Reviewer #3 (Public review):
Summary:
The work investigates how the foraging behaviour of Drosophila larvae depends on resource quality, valence, and heterogeneity in the foraging environment. A specific focus of the work was to study how foraging decisions depend on the prior experience of alternative resource patches in the same environment. Moreover, the work presents computational models (drift diffusion models) that recapitulate foraging decisions, and whose parameters appear to depend on resource quality and environment statistics, providing potential insights into the dynamics of the decision-making process.
I am not familiar with previous literature on foraging decisions in Drosophila, but I was specifically consulted to comment on the computational modelling. Therefore, my comments will mostly focus on the modelling aspects.
Strengths:
In my understanding, the two strengths of the current study are that:
(1) it uses non-volatile resources, providing better control of the available cues that could guide foraging decisions, and
(2) it tracks foraging behaviour over an extended period of time (3h), generating a rich dataset of foraging behaviour in the same environment.
Overall, the study appears to have been carefully conducted.
Weaknesses:
The computational modelling currently provides limited additional value beyond the empirical results. There are no prior hypotheses that are addressed by the computational models. Given the flexibility of DDMs, fitting foraging times is expected to be feasible. The question is whether the fits provide mechanistic insight.
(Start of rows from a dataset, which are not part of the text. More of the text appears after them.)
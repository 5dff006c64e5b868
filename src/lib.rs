pub mod args;
pub mod controller;
pub mod error;
pub mod model;
pub mod one_shot;
pub mod selection;
pub mod view;

pub mod mvu {
    pub mod runtime;
    pub mod selector;
}

pub const HTMX_PATH: &str = "https://cdn.jsdelivr.net/npm/htmx.org@2.0.8/dist/htmx.min.js";

pub use error::SelectorError;
pub use model::{Bag, Club, ShotInputs, WindDirection};
pub use selection::{
    DistanceBreakdown, EffortLabel, Recommendation, Tuning, compute_effective_distance,
    recommend,
};
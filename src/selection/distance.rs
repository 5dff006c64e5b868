use serde::{Deserialize, Serialize};

use crate::model::ShotInputs;

pub const HEADWIND_FACTOR: f64 = 0.008;
pub const TAILWIND_FACTOR: f64 = -0.005;
pub const UPHILL_FACTOR: f64 = 1.25;
pub const DOWNHILL_FACTOR: f64 = 1.0;

/// Rule-of-thumb knobs for how wind and slope change the playing distance.
#[derive(Serialize, Deserialize, Clone, Copy, Debug, PartialEq)]
pub struct Tuning {
    /// Fraction of distance added per m/s of headwind component.
    pub headwind_factor: f64,
    /// Fraction of distance per m/s of tailwind component. Negative, so that a
    /// negative (tailwind) component times this factor stays non-negative.
    pub tailwind_factor: f64,
    /// Meters added per meter uphill.
    pub uphill_factor: f64,
    /// Meters per meter downhill.
    pub downhill_factor: f64,
}

impl Default for Tuning {
    fn default() -> Self {
        Self {
            headwind_factor: HEADWIND_FACTOR,
            tailwind_factor: TAILWIND_FACTOR,
            uphill_factor: UPHILL_FACTOR,
            downhill_factor: DOWNHILL_FACTOR,
        }
    }
}

#[derive(Serialize, Deserialize, Clone, Copy, Debug, PartialEq)]
pub struct DistanceBreakdown {
    pub effective_distance: f64,
    pub wind_adjustment: f64,
    pub elevation_adjustment: f64,
}

#[must_use]
pub fn deg_to_rad(deg: f64) -> f64 {
    deg * std::f64::consts::PI / 180.0
}

#[must_use]
pub fn compute_effective_distance(
    distance: f64,
    elevation: f64,
    wind_speed: f64,
    wind_angle_deg: f64,
) -> DistanceBreakdown {
    compute_effective_distance_with(
        &Tuning::default(),
        distance,
        elevation,
        wind_speed,
        wind_angle_deg,
    )
}

#[must_use]
pub fn compute_effective_distance_with(
    tuning: &Tuning,
    distance: f64,
    elevation: f64,
    wind_speed: f64,
    wind_angle_deg: f64,
) -> DistanceBreakdown {
    // + headwind, - tailwind
    let along = wind_speed * deg_to_rad(wind_angle_deg).cos();
    let wind_pct = if along >= 0.0 {
        along * tuning.headwind_factor
    } else {
        along * tuning.tailwind_factor
    };
    let wind_adjustment = distance * wind_pct;

    let elevation_adjustment = if elevation >= 0.0 {
        elevation * tuning.uphill_factor
    } else {
        elevation * tuning.downhill_factor
    };

    DistanceBreakdown {
        effective_distance: (distance + wind_adjustment + elevation_adjustment).max(0.0),
        wind_adjustment,
        elevation_adjustment,
    }
}

#[must_use]
pub fn breakdown_for_shot(tuning: &Tuning, shot: &ShotInputs) -> DistanceBreakdown {
    compute_effective_distance_with(
        tuning,
        shot.distance,
        shot.elevation,
        shot.wind_speed,
        shot.wind_direction.angle_deg(),
    )
}
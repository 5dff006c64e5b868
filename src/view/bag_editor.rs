use maud::{Markup, html};

use crate::model::Bag;

pub const MIN_CARRY_HINT: u32 = 30;
pub const MAX_CARRY_HINT: u32 = 350;

/// The toggle button plus, when open, one carry input per club.
/// Swapped as a whole by `editor/toggle`.
#[must_use]
pub fn render_bag_editor(bag: &Bag, show_editor: bool) -> Markup {
    html! {
        section id="bag-editor" class="card" {
            button class="toggle" hx-post="editor/toggle" hx-target="#bag-editor" hx-swap="outerHTML" {
                @if show_editor { "Close Bag Editor" } @else { "Edit My Bag Distances" }
            }
            @if show_editor {
                h2 { "My Bag Distances (carry in meters)" }
                div class="grid-2" {
                    @for club in bag.clubs() {
                        form class="club-row" hx-post=(format!("bag/{}", club.key)) hx-trigger="change" hx-target="#results" hx-swap="innerHTML" {
                            label for=(format!("carry-{}", club.key)) { (club.label) }
                            input type="number" id=(format!("carry-{}", club.key)) name="carry"
                                value=(club.carry) min=(MIN_CARRY_HINT) max=(MAX_CARRY_HINT) step="1";
                        }
                    }
                }
            }
        }
    }
}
The main insight appears to be that describing foraging times in a homogeneous environment requires a single free parameter (drift rate), while the heterogenous environment requires a second parameter (leak). However, the effective complexity of the model is higher than the stated parameter count suggests, as each patch quality is fit with a different drift rate, which does not generalise across environments: in the heterogeneous environment, the drift rate differs substantially across fructose concentrations, whereas in the homogeneous environment, the same concentrations yield nearly identical drift rates. Counter their claims, the authors also do not systematically explore the effect of specific prior foraging experience on computational parameters, but only contrast model fits to environments with different statistics, in which prior experiences will be generally different. Overall, at the moment these modelling results have a rather descriptive character, and provide very little insight into the underlying computational principles that drive foraging decisions.
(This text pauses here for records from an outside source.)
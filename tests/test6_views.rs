use scraper::{Html, Selector};

use golf_club_selector::error::SelectorError;
use golf_club_selector::model::{Bag, Club, parse_carry};
use golf_club_selector::mvu::runtime::run_selector;
use golf_club_selector::mvu::selector::{Msg, SelectorModel};
use golf_club_selector::selection::{Tuning, recommend};
use golf_club_selector::view::format::{format_meters, format_pct, format_signed_meters};
use golf_club_selector::view::results::{render_recommendation, tuning_notes};

mod common;
use common::assert_close;

#[test]
fn test_meters_round_half_up() {
    assert_eq!(format_meters(162.5), "163 m");
    assert_eq!(format_meters(162.4), "162 m");
    assert_eq!(format_meters(-2.5), "-2 m");
    assert_eq!(format_meters(0.0), "0 m");
}

#[test]
fn test_signed_meters() {
    assert_eq!(format_signed_meters(12.0), "+12 m");
    assert_eq!(format_signed_meters(0.0), "+0 m");
    assert_eq!(format_signed_meters(-10.0), "-10 m");
    assert_eq!(format_signed_meters(-0.3), "0 m");
}

#[test]
fn test_pct() {
    assert_eq!(format_pct(107.142_857), "107%");
    assert_eq!(format_pct(88.5), "89%");
}

#[test]
fn test_carry_parsing() {
    assert_close(parse_carry("155"), 155.0);
    assert_close(parse_carry(" 99.5 "), 99.5);
    assert_close(parse_carry("-20"), 0.0);
    assert_close(parse_carry("inf"), 0.0);
    assert_close(parse_carry("seven"), 0.0);
    assert_close(Club::new("x", "X", f64::NAN).carry, 0.0);
    assert!(!parse_carry("-0").is_sign_negative());
    assert!(!Club::new("z", "Z", -0.0).carry.is_sign_negative());
}

#[test]
fn test_duplicate_keys_keep_first() {
    let bag = Bag::new(vec![Club::new("a", "First", 100.0), Club::new("a", "Second", 120.0)]);
    assert_eq!(bag.len(), 1);
    assert_eq!(bag.clubs()[0].label, "First");
}

#[test]
fn test_recommendation_fragment_lists_alternatives() -> Result<(), SelectorError> {
    let rec = recommend(&Bag::default(), 150.0)?;
    let html = render_recommendation(Some(&rec), None, &Tuning::default()).into_string();
    let document = Html::parse_fragment(&html);
    let alts = Selector::parse(".alternative").expect("valid selector");
    let clubs: Vec<&str> = document
        .select(&alts)
        .filter_map(|el| el.value().attr("data-club"))
        .collect();
    assert_eq!(clubs, vec!["8i", "6i"]);
    assert!(html.contains("107%"));
    assert!(html.contains("all out"));
    Ok(())
}

#[test]
fn test_empty_bag_fragment() {
    let html = render_recommendation(None, Some(&SelectorError::EmptyBag), &Tuning::default())
        .into_string();
    assert!(html.contains("id=\"empty-bag\""));
    assert!(!html.contains("class=\"primary\""));
}

#[test]
fn test_notes_follow_tuning() {
    let notes = tuning_notes(&Tuning::default());
    assert!(notes.contains("~0.8% per m/s"));
    assert!(notes.contains("~0.5% per m/s"));
    assert!(notes.contains("~1.25 m per 1 m uphill"));
    assert!(notes.contains("~1 m per 1 m downhill"));
}

#[test]
fn test_index_page_reflects_staged_inputs() -> Result<(), SelectorError> {
    let mut model = SelectorModel::default();
    run_selector(&mut model, Msg::PageLoad)?;
    run_selector(
        &mut model,
        Msg::StageShot(golf_club_selector::model::ShotForm {
            distance: "180".into(),
            elevation: "-4".into(),
            wind_speed: "7".into(),
            wind_dir: "W".into(),
        }),
    )?;
    let html = golf_club_selector::view::index::render_index_template(&model).into_string();
    let document = Html::parse_document(&html);
    let checked = Selector::parse("input[name=wind_dir][checked]").expect("valid selector");
    let values: Vec<&str> = document
        .select(&checked)
        .filter_map(|el| el.value().attr("value"))
        .collect();
    assert_eq!(values, vec!["W"]);
    assert!(html.contains("- downhill"));
    // Still the committed 150 until Recalculate.
    let raw = Selector::parse("#raw-distance .stat-value").expect("valid selector");
    let raw_text: Vec<String> = document
        .select(&raw)
        .map(|el| el.text().collect::<String>().trim().to_string())
        .collect();
    assert_eq!(raw_text, vec!["150 m"]);
    Ok(())
}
A second weakness is that the study does not report the detailed results of the statistical tests, and it seems that the authors interpret several differences that are not marked as statistically significant in the figures. Furthermore, the model comparisons do not account for different degrees of freedom of the models, and the goodness of fit values alone are insufficient to conclude that one model is better than the other (rather than overfitting).